The use of multiple independently moveable modules makes kaya detector system highly flexible and enables damaged modules to be replaced without having to replace the whole detector. Moreover large-area fast hybrid detectors are currently made from tiles due to the limited size of readout electronics [9]. Individual modules can be arranged in an offset manner surrounding a central hole through which the direct beam can pass [4,5,7 ], obviating the need for a beamstop, and may be movable so that the overall detector layout can be optimized for each experiment. However, movable modules introduce the necessity of determining the relative locations of each module with respect to the beam-sample interaction point each time the detector configuration is changed. It also makes the process of generating an image from the measured data more complicated. One needs a prescription describing where each pixel of each module is located in real space. Such prescription we call detector geometry, and can be saved in one of many representations including a separate text file (for example the geometry file format used for CrystFEL [10,11 ]) or lookup table for the coordinates of each pixel (such as the format used for Cheetah [10]).

Accurate determination of detector geometry is crucial for almost every type of experiment, including X-ray crystallography, coherent diffractive imaging (CDI), small angle X-ray scattering (SAXS) and spectroscopy. The required accuracy depends on the particular experiment, but it is not uncommon to require that pixel locations be known to an accuracy of better than one pixel. A simple yet robust detector geometry calibration procedure is therefore required.

Here, we describe an effective method for determining the geometry of a segmented X-ray detector using X-ray serial femtosecond crystallography (SFX) data. The detector geometry is progressively refined by comparing the location of measured Bragg peaks to the location of peaks predicted once the crystal reciprocal lattice vectors have been determined using auto-indexing [11,12 ]. This method can be applied using either a dedicated calibration sample or, in the case of an SFX experiment, from the serial crystallography data itself. Indeed, this technique can be applied post facto for improvement of previously collected serial crystallography data.

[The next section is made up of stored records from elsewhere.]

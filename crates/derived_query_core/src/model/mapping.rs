//! Entity mapping metadata.
//!
//! # Responsibility
//! - Describe mapped entity types, their properties and supertypes.
//! - Answer property and assignability lookups by table lookup.
//! - Load mapping documents from JSON configuration.
//!
//! # Invariants
//! - Entity names are unique within one context.
//! - Every `extends` and child entity reference names a known entity.
//! - The `extends` graph is acyclic.
//! - Every entity's `id` resolves to one of its (possibly inherited) properties.

use convert_case::{Case, Casing};
use serde::{Deserialize, Serialize};
use std::collections::{BTreeMap, BTreeSet};
use std::error::Error;
use std::fmt::{Display, Formatter};
use std::path::{Path, PathBuf};

/// Column-level value type of a scalar property.
#[derive(Debug, Clone, Copy, PartialEq, Eq, Hash, Serialize, Deserialize)]
#[serde(rename_all = "snake_case")]
pub enum ScalarType {
    Integer,
    Text,
    Real,
    Boolean,
    Blob,
}

impl ScalarType {
    pub fn as_str(self) -> &'static str {
        match self {
            Self::Integer => "integer",
            Self::Text => "text",
            Self::Real => "real",
            Self::Boolean => "boolean",
            Self::Blob => "blob",
        }
    }
}

/// Declared type of one property.
///
/// Serialized as a bare string for scalars (`"text"`) and as
/// `{ "entity": "Animal" }` for a one-to-one child entity reference.
#[derive(Debug, Clone, PartialEq, Eq, Hash, Serialize, Deserialize)]
#[serde(untagged)]
pub enum PropertyType {
    Scalar(ScalarType),
    Entity { entity: String },
}

impl PropertyType {
    pub fn entity(name: impl Into<String>) -> Self {
        Self::Entity {
            entity: name.into(),
        }
    }

    /// Target entity name when this property references a child entity.
    pub fn entity_name(&self) -> Option<&str> {
        match self {
            Self::Scalar(_) => None,
            Self::Entity { entity } => Some(entity.as_str()),
        }
    }
}

impl From<ScalarType> for PropertyType {
    fn from(value: ScalarType) -> Self {
        Self::Scalar(value)
    }
}

impl Display for PropertyType {
    fn fmt(&self, f: &mut Formatter<'_>) -> std::fmt::Result {
        match self {
            Self::Scalar(scalar) => write!(f, "{}", scalar.as_str()),
            Self::Entity { entity } => write!(f, "entity {entity}"),
        }
    }
}

/// One declared property of an entity type.
#[derive(Debug, Clone, PartialEq, Eq, Serialize, Deserialize)]
pub struct PropertyMeta {
    pub name: String,
    #[serde(rename = "type")]
    pub ty: PropertyType,
    /// Explicit column name; defaults to the snake_case property name.
    #[serde(default, skip_serializing_if = "Option::is_none")]
    pub column: Option<String>,
}

impl PropertyMeta {
    pub fn new(name: impl Into<String>, ty: impl Into<PropertyType>) -> Self {
        Self {
            name: name.into(),
            ty: ty.into(),
            column: None,
        }
    }

    pub fn column_name(&self) -> String {
        match &self.column {
            Some(column) => column.clone(),
            None => self.name.to_case(Case::Snake),
        }
    }
}

/// Mapped entity type declaration.
#[derive(Debug, Clone, PartialEq, Eq, Serialize, Deserialize)]
pub struct EntityType {
    pub name: String,
    /// Explicit table name; defaults to the snake_case entity name.
    #[serde(default, skip_serializing_if = "Option::is_none")]
    pub table: Option<String>,
    /// Name of the identifier property.
    pub id: String,
    /// Supertype whose properties this type inherits.
    #[serde(default, skip_serializing_if = "Option::is_none")]
    pub extends: Option<String>,
    #[serde(default)]
    pub properties: Vec<PropertyMeta>,
}

impl EntityType {
    pub fn new(name: impl Into<String>, id: impl Into<String>) -> Self {
        Self {
            name: name.into(),
            table: None,
            id: id.into(),
            extends: None,
            properties: Vec::new(),
        }
    }

    pub fn with_property(mut self, name: impl Into<String>, ty: impl Into<PropertyType>) -> Self {
        self.properties.push(PropertyMeta::new(name, ty));
        self
    }

    pub fn with_table(mut self, table: impl Into<String>) -> Self {
        self.table = Some(table.into());
        self
    }

    pub fn extending(mut self, supertype: impl Into<String>) -> Self {
        self.extends = Some(supertype.into());
        self
    }

    pub fn table_name(&self) -> String {
        match &self.table {
            Some(table) => table.clone(),
            None => self.name.to_case(Case::Snake),
        }
    }

    fn own_property(&self, name: &str) -> Option<&PropertyMeta> {
        self.properties.iter().find(|property| property.name == name)
    }
}

/// Property lookup result tagged with the type that declares it.
#[derive(Debug, Clone, Copy, PartialEq, Eq)]
pub struct PropertyInfo<'a> {
    pub meta: &'a PropertyMeta,
    pub owning_type: &'a str,
}

impl<'a> PropertyInfo<'a> {
    pub fn name(&self) -> &'a str {
        self.meta.name.as_str()
    }

    pub fn ty(&self) -> &'a PropertyType {
        &self.meta.ty
    }
}

#[derive(Debug, Deserialize)]
struct MappingDocument {
    entities: Vec<EntityType>,
}

/// Read-only registry of mapped entity types.
#[derive(Debug, Clone, Default, PartialEq, Eq)]
pub struct MappingContext {
    entities: BTreeMap<String, EntityType>,
}

impl MappingContext {
    /// Builds a validated context from entity declarations.
    pub fn from_entities(entities: Vec<EntityType>) -> Result<Self, MappingError> {
        let mut map = BTreeMap::new();
        for entity in entities {
            if entity.name.trim().is_empty() {
                return Err(MappingError::EmptyEntityName);
            }
            if map.contains_key(&entity.name) {
                return Err(MappingError::DuplicateEntity(entity.name));
            }
            map.insert(entity.name.clone(), entity);
        }

        let context = Self { entities: map };
        context.validate()?;
        Ok(context)
    }

    /// Parses and validates a JSON mapping document (`{ "entities": [..] }`).
    pub fn from_json_str(json: &str) -> Result<Self, MappingError> {
        let document: MappingDocument = serde_json::from_str(json).map_err(MappingError::Json)?;
        Self::from_entities(document.entities)
    }

    /// Reads and validates a JSON mapping document from disk.
    pub fn from_json_file(path: impl AsRef<Path>) -> Result<Self, MappingError> {
        let path = path.as_ref();
        let text = std::fs::read_to_string(path).map_err(|source| MappingError::Io {
            path: path.to_path_buf(),
            source,
        })?;
        Self::from_json_str(&text)
    }

    pub fn entity(&self, name: &str) -> Option<&EntityType> {
        self.entities.get(name)
    }

    pub fn contains(&self, name: &str) -> bool {
        self.entities.contains_key(name)
    }

    pub fn entity_names(&self) -> impl Iterator<Item = &str> {
        self.entities.keys().map(String::as_str)
    }

    /// Returns all properties visible on `type_name`, supertype properties
    /// first, each tagged with its declaring type.
    ///
    /// A property redeclared on a subtype replaces the inherited one in place.
    pub fn properties_of(&self, type_name: &str) -> Option<Vec<PropertyInfo<'_>>> {
        let chain = self.hierarchy(type_name)?;
        let mut properties: Vec<PropertyInfo<'_>> = Vec::new();

        for entity in chain.iter().rev() {
            for meta in &entity.properties {
                let info = PropertyInfo {
                    meta,
                    owning_type: entity.name.as_str(),
                };
                match properties.iter_mut().find(|p| p.name() == meta.name) {
                    Some(slot) => *slot = info,
                    None => properties.push(info),
                }
            }
        }

        Some(properties)
    }

    /// Looks up one property visible on `type_name`, own declarations first.
    pub fn property(&self, type_name: &str, name: &str) -> Option<PropertyInfo<'_>> {
        self.hierarchy(type_name)?.into_iter().find_map(|entity| {
            entity.own_property(name).map(|meta| PropertyInfo {
                meta,
                owning_type: entity.name.as_str(),
            })
        })
    }

    /// Returns whether a `source` value can be used where `target` is expected,
    /// i.e. `target` is `source` or one of its supertypes.
    pub fn is_assignable_from(&self, target: &str, source: &str) -> bool {
        self.hierarchy(source)
            .is_some_and(|chain| chain.iter().any(|entity| entity.name == target))
    }

    /// Table name for a mapped type.
    pub fn table_name(&self, type_name: &str) -> Option<String> {
        self.entity(type_name).map(EntityType::table_name)
    }

    /// Column name of the identifier property of a mapped type.
    pub fn id_column(&self, type_name: &str) -> Option<String> {
        let entity = self.entity(type_name)?;
        self.property(type_name, &entity.id)
            .map(|info| info.meta.column_name())
    }

    /// Walks `type_name` and its supertypes, most specific first.
    fn hierarchy(&self, type_name: &str) -> Option<Vec<&EntityType>> {
        let mut chain = Vec::new();
        let mut current = self.entities.get(type_name)?;
        loop {
            chain.push(current);
            let Some(parent) = current.extends.as_deref() else {
                break;
            };
            // validate() rejects cycles before any lookup relies on this walk.
            if chain.len() > self.entities.len() {
                break;
            }
            match self.entities.get(parent) {
                Some(next) => current = next,
                None => break,
            }
        }
        Some(chain)
    }

    fn validate(&self) -> Result<(), MappingError> {
        for entity in self.entities.values() {
            let mut seen = BTreeSet::new();
            for property in &entity.properties {
                if property.name.trim().is_empty() {
                    return Err(MappingError::EmptyPropertyName(entity.name.clone()));
                }
                if !seen.insert(property.name.as_str()) {
                    return Err(MappingError::DuplicateProperty {
                        entity: entity.name.clone(),
                        property: property.name.clone(),
                    });
                }
                if let Some(target) = property.ty.entity_name() {
                    if !self.entities.contains_key(target) {
                        return Err(MappingError::UnknownChildEntity {
                            entity: entity.name.clone(),
                            property: property.name.clone(),
                            target: target.to_string(),
                        });
                    }
                }
            }

            if let Some(parent) = entity.extends.as_deref() {
                if !self.entities.contains_key(parent) {
                    return Err(MappingError::UnknownSupertype {
                        entity: entity.name.clone(),
                        supertype: parent.to_string(),
                    });
                }
            }
        }

        for entity in self.entities.values() {
            let mut visited = BTreeSet::new();
            let mut current = Some(entity.name.as_str());
            while let Some(name) = current {
                if !visited.insert(name) {
                    return Err(MappingError::InheritanceCycle(entity.name.clone()));
                }
                current = self
                    .entities
                    .get(name)
                    .and_then(|next| next.extends.as_deref());
            }
        }

        for entity in self.entities.values() {
            if self.property(&entity.name, &entity.id).is_none() {
                return Err(MappingError::MissingIdProperty {
                    entity: entity.name.clone(),
                    id: entity.id.clone(),
                });
            }
        }

        Ok(())
    }
}

/// Mapping configuration errors.
#[derive(Debug)]
pub enum MappingError {
    EmptyEntityName,
    DuplicateEntity(String),
    EmptyPropertyName(String),
    DuplicateProperty {
        entity: String,
        property: String,
    },
    MissingIdProperty {
        entity: String,
        id: String,
    },
    UnknownSupertype {
        entity: String,
        supertype: String,
    },
    UnknownChildEntity {
        entity: String,
        property: String,
        target: String,
    },
    InheritanceCycle(String),
    Json(serde_json::Error),
    Io {
        path: PathBuf,
        source: std::io::Error,
    },
}

impl Display for MappingError {
    fn fmt(&self, f: &mut Formatter<'_>) -> std::fmt::Result {
        match self {
            Self::EmptyEntityName => write!(f, "entity name must not be empty"),
            Self::DuplicateEntity(name) => write!(f, "entity declared twice: {name}"),
            Self::EmptyPropertyName(entity) => {
                write!(f, "entity `{entity}` declares a property with an empty name")
            }
            Self::DuplicateProperty { entity, property } => {
                write!(f, "entity `{entity}` declares property `{property}` twice")
            }
            Self::MissingIdProperty { entity, id } => {
                write!(f, "entity `{entity}` has no id property `{id}`")
            }
            Self::UnknownSupertype { entity, supertype } => {
                write!(f, "entity `{entity}` extends unknown type `{supertype}`")
            }
            Self::UnknownChildEntity {
                entity,
                property,
                target,
            } => write!(
                f,
                "property `{entity}.{property}` references unknown entity `{target}`"
            ),
            Self::InheritanceCycle(entity) => {
                write!(f, "inheritance cycle detected starting at `{entity}`")
            }
            Self::Json(err) => write!(f, "invalid mapping document: {err}"),
            Self::Io { path, source } => {
                write!(f, "cannot read mapping `{}`: {source}", path.display())
            }
        }
    }
}

impl Error for MappingError {
    fn source(&self) -> Option<&(dyn Error + 'static)> {
        match self {
            Self::Json(err) => Some(err),
            Self::Io { source, .. } => Some(source),
            _ => None,
        }
    }
}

2. Defining sensor module positions

Consider the CSPAD detector used at LCLS [4] as an example of a tiled detector system. The 2.2 megapixel version of the CSPAD detector is composed of 32 separate detector modules tiled together, with 8 modules mounted on each of four moveable quadrants so that the central hole can be optimized for each experiment as illustrated in Fig. 1 . The question we wish to answer is: what is the spatial relationship between the X-ray interaction point and all pixels in the detector? Although we use the CSPAD detector as an example, the problem of determining the relative positions of sensor elements in a detector is a general one relevant to a range of X-ray area detectors.

 

Fig. 1 The 2.2 megapixel CSPAD detector used at LCLS is composed of 32 separate detector elements tiled together to cover a large area with an adjustable central hole. (a) each sensor is read out independently (b) the task at hand is to determine the relative location of sensor elements relative to each other across the whole detector.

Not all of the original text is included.